Electrophysiological mapping of rat sensorimotor lumbosacral spinal networks after complete paralysis


Stimulation of the spinal cord has been shown to have great potential for improving function after motor deficits caused by injury or pathological conditions. Using a wide range of animal models, many studies have shown that stimulation applied to the neural networks intrinsic to the spinal cord can result in a dramatic improvement of motor ability, even allowing an animal to step and stand after a complete spinal cord transection. Clinical use of this technology, however, has been slow to develop due to the invasive nature of the implantation procedures and the difficulty of ascertaining specific sites of stimulation that would provide optimal amelioration of the motor deficits.

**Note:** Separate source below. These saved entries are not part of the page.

#[cfg(test)]
mod tests {
    use super::*;
    use crate::assets::AssetLibrary;
    use crate::catalog::{find, EXAM_PROPS};
    use crate::props::spawn_prop;

    struct Rig {
        world: World,
        graph: SceneGraph,
        physics: PhysicsWorld,
        grab: GrabSystem,
        overlay: Overlay,
        audio: Option<AudioSystem>,
        cfg: SimConfig,
        targets: Vec<InteractionTarget>,
        thermometer: Entity,
    }

    fn head_target() -> InteractionTarget {
        InteractionTarget {
            site: BodySite::Head,
            expected: "thermometer",
            center: Vec3::new(-14.6, 1.15, 27.5),
            radius: 0.25,
            requires_held: false,
            reading: "36.4°C",
            reading_color: [1.0, 1.0, 0.2, 1.0],
            result_image: "body_temperature.png",
            board_position: Vec3::new(-16.5, 2.5, 28.15),
            snap_rotation_deg: Vec3::ZERO,
            cue: CueKind::Beep,
            inside: false,
        }
    }

    fn rig() -> Rig {
        let mut world = World::new();
        let mut graph = SceneGraph::new();
        let mut physics = PhysicsWorld::new();
        let assets = AssetLibrary::with_standard_assets();
        let thermometer = spawn_prop(
            &mut world,
            &mut graph,
            &mut physics,
            &assets,
            find(EXAM_PROPS, "thermometer").unwrap(),
        )
        .unwrap();
        Rig {
            world,
            graph,
            physics,
            grab: GrabSystem::new(),
            overlay: Overlay::new(),
            audio: None,
            cfg: SimConfig::default(),
            targets: vec![head_target()],
            thermometer,
        }
    }

    fn step(rig: &mut Rig, seq: &mut ExamSequencer, dt: f32) {
        seq.update(
            dt,
            &mut rig.targets,
            &mut rig.world,
            &mut rig.graph,
            &mut rig.physics,
            &mut rig.grab,
            &mut rig.overlay,
            &mut rig.audio,
            &rig.cfg,
        );
    }

    fn move_prop_to(rig: &mut Rig, position: Vec3) {
        let body = *rig.world.get::<&PhysicsBody>(rig.thermometer).unwrap();
        rig.physics
            .set_body_pose(body.rigid_body, position, glam::Quat::IDENTITY);
    }

    #[test]
    fn sequence_times_match_the_script() {
        let mut rig = rig();
        let mut seq = ExamSequencer::new();
        assert!(!seq.is_processing());

        let center = rig.targets[0].center;
        move_prop_to(&mut rig, center);
        step(&mut rig, &mut seq, 0.016);
        assert!(seq.is_processing());
        assert!(!rig.overlay.is_reading_visible("head"));

        // 0.983 s into the delay: reading not yet shown.
        step(&mut rig, &mut seq, 0.983);
        assert!(!rig.overlay.is_reading_visible("head"));
        // Past 1.0 s: reading and result image appear.
        step(&mut rig, &mut seq, 0.02);
        assert!(rig.overlay.is_reading_visible("head"));
        assert_eq!(rig.overlay.reading("head").unwrap().text, "36.4°C");
        assert!(rig.overlay.has_billboard("head_result"));

        // 2 s later everything cleans up and the prop is re-arming.
        step(&mut rig, &mut seq, 2.01);
        assert!(!rig.overlay.is_reading_visible("head"));
        assert!(!seq.is_processing());
        let grabbable = *rig.world.get::<&Grabbable>(rig.thermometer).unwrap();
        assert!(grabbable.cooldown > 0.0);
        assert!(!grabbable.locked);
    }

    #[test]
    fn processing_excludes_a_second_sequence() {
        let mut rig = rig();
        // A second target that also reacts to the thermometer.
        let mut arm = head_target();
        arm.site = BodySite::Arm;
        arm.center = Vec3::new(0.0, 1.0, 0.0);
        rig.targets.push(arm);

        let mut seq = ExamSequencer::new();
        let target0 = rig.targets[0].center;
        move_prop_to(&mut rig, target0);
        step(&mut rig, &mut seq, 0.016);
        assert!(seq.is_processing());

        // Parked prop teleported into the second target mid-sequence: entry
        // is detected but rejected while processing.
        let target1 = rig.targets[1].center;
        move_prop_to(&mut rig, target1);
        step(&mut rig, &mut seq, 0.016);
        // Still exactly one sequence; finishing it clears the flag once.
        step(&mut rig, &mut seq, 1.1);
        step(&mut rig, &mut seq, 2.1);
        assert!(!seq.is_processing());
    }

    #[test]
    fn requires_held_blocks_unheld_instruments() {
        let mut rig = rig();
        rig.targets[0].requires_held = true;
        let mut seq = ExamSequencer::new();
        let target0 = rig.targets[0].center;
        move_prop_to(&mut rig, target0);
        step(&mut rig, &mut seq, 0.016);
        assert!(!seq.is_processing());
    }

    #[test]
    fn sequence_runs_to_completion_if_prop_is_moved_away() {
        let mut rig = rig();
        let mut seq = ExamSequencer::new();
        let target0 = rig.targets[0].center;
        move_prop_to(&mut rig, target0);
        step(&mut rig, &mut seq, 0.016);

        // Yank the prop far away before the reading lands.
        move_prop_to(&mut rig, Vec3::new(10.0, 1.0, 10.0));
        step(&mut rig, &mut seq, 1.1);
        assert!(rig.overlay.is_reading_visible("head"));
        step(&mut rig, &mut seq, 2.1);
        assert!(!seq.is_processing());
    }

    #[test]
    fn cancel_clears_processing_and_unlocks() {
        let mut rig = rig();
        let mut seq = ExamSequencer::new();
        let target0 = rig.targets[0].center;
        move_prop_to(&mut rig, target0);
        step(&mut rig, &mut seq, 0.016);
        assert!(seq.is_processing());

        seq.cancel(
            &mut rig.world,
            &mut rig.graph,
            &mut rig.physics,
            &mut rig.audio,
            &rig.cfg,
        );
        assert!(!seq.is_processing());
        let grabbable = *rig.world.get::<&Grabbable>(rig.thermometer).unwrap();
        assert!(!grabbable.locked);
    }
}
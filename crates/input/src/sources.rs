//! Tracked grab sources: the desktop pointer and VR controllers.
//!
//! Grab logic is written against this registry only, so it never sees whether a
//! press came from a mouse button or a controller trigger. The pointer source
//! always exists; controllers are registered if and when a VR session reports
//! them, and their absence simply leaves the desktop path in charge.

use glam::{Quat, Vec3};

#[derive(Debug, Clone, Copy, PartialEq, Eq, Hash)]
pub enum Handedness {
    Left,
    Right,
}

/// Identity of a grab source. At most one prop can be held per source.
#[derive(Debug, Clone, Copy, PartialEq, Eq, Hash)]
pub enum SourceId {
    /// Desktop pointer, steered by the camera rig.
    Pointer,
    /// A VR controller grip.
    Controller(Handedness),
}

/// World-space state of one grab source for the current frame.
#[derive(Debug, Clone, Copy)]
pub struct TrackedSource {
    pub id: SourceId,
    position: Vec3,
    orientation: Quat,
    velocity: Vec3,
    pressed: bool,
    pressed_edge: bool,
    released_edge: bool,
}

impl TrackedSource {
    fn new(id: SourceId) -> Self {
        Self {
            id,
            position: Vec3::ZERO,
            orientation: Quat::IDENTITY,
            velocity: Vec3::ZERO,
            pressed: false,
            pressed_edge: false,
            released_edge: false,
        }
    }

    pub fn position(&self) -> Vec3 {
        self.position
    }

    pub fn orientation(&self) -> Quat {
        self.orientation
    }

    /// Velocity estimated from pose updates; used for throw impulses.
    pub fn velocity(&self) -> Vec3 {
        self.velocity
    }

    /// Forward ray direction for UI raycasting (-Z of the grip orientation).
    pub fn forward(&self) -> Vec3 {
        self.orientation * -Vec3::Z
    }

    pub fn is_pressed(&self) -> bool {
        self.pressed
    }

    pub fn pressed_this_frame(&self) -> bool {
        self.pressed_edge
    }

    pub fn released_this_frame(&self) -> bool {
        self.released_edge
    }
}

/// Registry of all live grab sources.
#[derive(Debug)]
pub struct SourceRegistry {
    sources: Vec<TrackedSource>,
}

impl Default for SourceRegistry {
    fn default() -> Self {
        Self::new()
    }
}

impl SourceRegistry {
    /// A fresh registry with the desktop pointer present.
    pub fn new() -> Self {
        Self {
            sources: vec![TrackedSource::new(SourceId::Pointer)],
        }
    }

    /// Register a VR controller. Idempotent: re-adding an existing hand
    /// returns the existing source.
    pub fn add_controller(&mut self, handedness: Handedness) -> SourceId {
        let id = SourceId::Controller(handedness);
        if self.get(id).is_none() {
            log::info!("controller detected: {:?}", handedness);
            self.sources.push(TrackedSource::new(id));
        }
        id
    }

    /// Whether any VR controller is registered (VR path active).
    pub fn has_controllers(&self) -> bool {
        self.sources
            .iter()
            .any(|s| matches!(s.id, SourceId::Controller(_)))
    }

    pub fn get(&self, id: SourceId) -> Option<&TrackedSource> {
        self.sources.iter().find(|s| s.id == id)
    }

    fn get_mut(&mut self, id: SourceId) -> Option<&mut TrackedSource> {
        self.sources.iter_mut().find(|s| s.id == id)
    }

    pub fn iter(&self) -> impl Iterator<Item = &TrackedSource> {
        self.sources.iter()
    }

    pub fn ids(&self) -> Vec<SourceId> {
        self.sources.iter().map(|s| s.id).collect()
    }

    /// Clear per-frame edges. Call at the end of each frame.
    pub fn begin_frame(&mut self) {
        for source in &mut self.sources {
            source.pressed_edge = false;
            source.released_edge = false;
        }
    }

    /// Update a source's pose, estimating velocity from the previous pose.
    pub fn set_pose(&mut self, id: SourceId, position: Vec3, orientation: Quat, dt: f32) {
        if let Some(source) = self.get_mut(id) {
            if dt > 1e-6 {
                source.velocity = (position - source.position) / dt;
            }
            source.position = position;
            source.orientation = orientation;
        }
    }

    /// Report a press on a source. Only the transition edge fires.
    pub fn press(&mut self, id: SourceId) {
        if let Some(source) = self.get_mut(id) {
            if !source.pressed {
                source.pressed_edge = true;
            }
            source.pressed = true;
        }
    }

    /// Report a release on a source.
    pub fn release(&mut self, id: SourceId) {
        if let Some(source) = self.get_mut(id) {
            if source.pressed {
                source.released_edge = true;
            }
            source.pressed = false;
        }
    }
}

#[cfg(test)]
mod tests {
    use super::*;

    #[test]
    fn pointer_always_present() {
        let registry = SourceRegistry::new();
        assert!(registry.get(SourceId::Pointer).is_some());
        assert!(!registry.has_controllers());
    }

    #[test]
    fn press_edges_fire_on_transition_only() {
        let mut registry = SourceRegistry::new();
        registry.press(SourceId::Pointer);
        assert!(registry.get(SourceId::Pointer).unwrap().pressed_this_frame());
        registry.begin_frame();
        registry.press(SourceId::Pointer);
        // Held, not re-pressed.
        assert!(!registry.get(SourceId::Pointer).unwrap().pressed_this_frame());
        registry.release(SourceId::Pointer);
        assert!(registry.get(SourceId::Pointer).unwrap().released_this_frame());
    }

    #[test]
    fn pose_update_estimates_velocity() {
        let mut registry = SourceRegistry::new();
        let id = registry.add_controller(Handedness::Right);
        registry.set_pose(id, Vec3::ZERO, Quat::IDENTITY, 0.1);
        registry.set_pose(id, Vec3::new(0.5, 0.0, 0.0), Quat::IDENTITY, 0.1);
        let v = registry.get(id).unwrap().velocity();
        assert!((v.x - 5.0).abs() < 1e-4);
    }

    #[test]
    fn controller_registration_is_idempotent() {
        let mut registry = SourceRegistry::new();
        registry.add_controller(Handedness::Right);
        registry.add_controller(Handedness::Right);
        assert_eq!(registry.ids().len(), 2);
    }
}
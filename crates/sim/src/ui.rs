//! World-space UI buttons: the "i" info discs above each showcase item, the
//! reset and lobby buttons in the exam room, and the mascot's talk zone.
//!
//! Buttons are scene-graph nodes with a spherical hit volume. The grab
//! controller runs a ray against these before attempting any pick-up, so UI
//! always wins over grabbing.

use crate::catalog::PropDefinition;
use engine_core::{NodeId, SceneGraph, Vec3};

/// What a button does when clicked.
#[derive(Debug, Clone, Copy)]
pub enum UiAction {
    /// Open the info panel for a prop.
    OpenInfo(&'static PropDefinition),
    /// Return every exam instrument to its start pose.
    ResetItems,
    /// Leave the exam room for the lobby (menu scene).
    GoToLobby,
    /// Ask the mascot assistant a question.
    AskMascot,
}

#[derive(Debug, Clone, Copy)]
pub struct UiButton {
    pub node: NodeId,
    pub label: &'static str,
    /// Hit-sphere radius around the button node, meters.
    pub radius: f32,
    pub action: UiAction,
}

/// All clickable world-space buttons of the active scene.
#[derive(Debug, Default)]
pub struct UiButtons {
    buttons: Vec<UiButton>,
}

impl UiButtons {
    pub fn new() -> Self {
        Self::default()
    }

    pub fn add(&mut self, node: NodeId, label: &'static str, radius: f32, action: UiAction) {
        self.buttons.push(UiButton {
            node,
            label,
            radius,
            action,
        });
    }

    pub fn len(&self) -> usize {
        self.buttons.len()
    }

    pub fn is_empty(&self) -> bool {
        self.buttons.is_empty()
    }

    /// Ray/sphere test against all buttons; returns the action of the nearest
    /// hit. Buttons whose nodes were disposed are skipped.
    pub fn hit_test(
        &self,
        graph: &SceneGraph,
        origin: Vec3,
        direction: Vec3,
        max_distance: f32,
    ) -> Option<UiAction> {
        let mut best: Option<(f32, UiAction)> = None;
        for button in &self.buttons {
            let Some(center) = graph.world_position(button.node) else {
                continue;
            };
            let to_center = center - origin;
            let along = to_center.dot(direction);
            if along < 0.0 || along > max_distance {
                continue;
            }
            let closest = to_center - direction * along;
            if closest.length() > button.radius {
                continue;
            }
            if best.map(|(d, _)| along < d).unwrap_or(true) {
                best = Some((along, button.action));
            }
        }
        best.map(|(_, action)| action)
    }
}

Moreover, the development of tools available to control precise stimulation chronically via biocompatible electrodes has been limited. In this chapter, we outline the use of a multisite electrode array in the spinal rat model to identify and stimulate specific sites of the spinal cord to produce discrete motor behaviors in spinal rats. The results demonstrate that spinal rats can stand and step when the spinal cord is stimulated tonically via electrodes located at specific sites on the spinal cord. The quality of stepping and standing was dependent on the location of the electrodes on the spinal cord, the specific stimulation parameters, and the orientation of the cathode and anode. The spinal motor evoked potentials in selected muscles during standing and stepping are shown to be critical tools to study selective activation of interneuronal circuits via responses of varying latencies. The present results provide further evidence that the assessment of functional networks in the background of behaviorally relevant functional states is likely to be a physiological tool of considerable importance in developing strategies to facilitate recovery of motor function after a number of neuromotor disorders.

Additional Information

© 2015 Elsevier B.V. P.G., R.R.R., Y.G. and V.R.E. designed the experiments. M.N. and Y.T. designed and fabricated the implant. R.R.R. and H.Z. performed all the surgeries. P.G. and J.C. performed the experiments. P.G. analyzed the data. P.G., Y. G., R.R.R. and V.R.E. wrote the chapter. All authors approved the final version of the chapter.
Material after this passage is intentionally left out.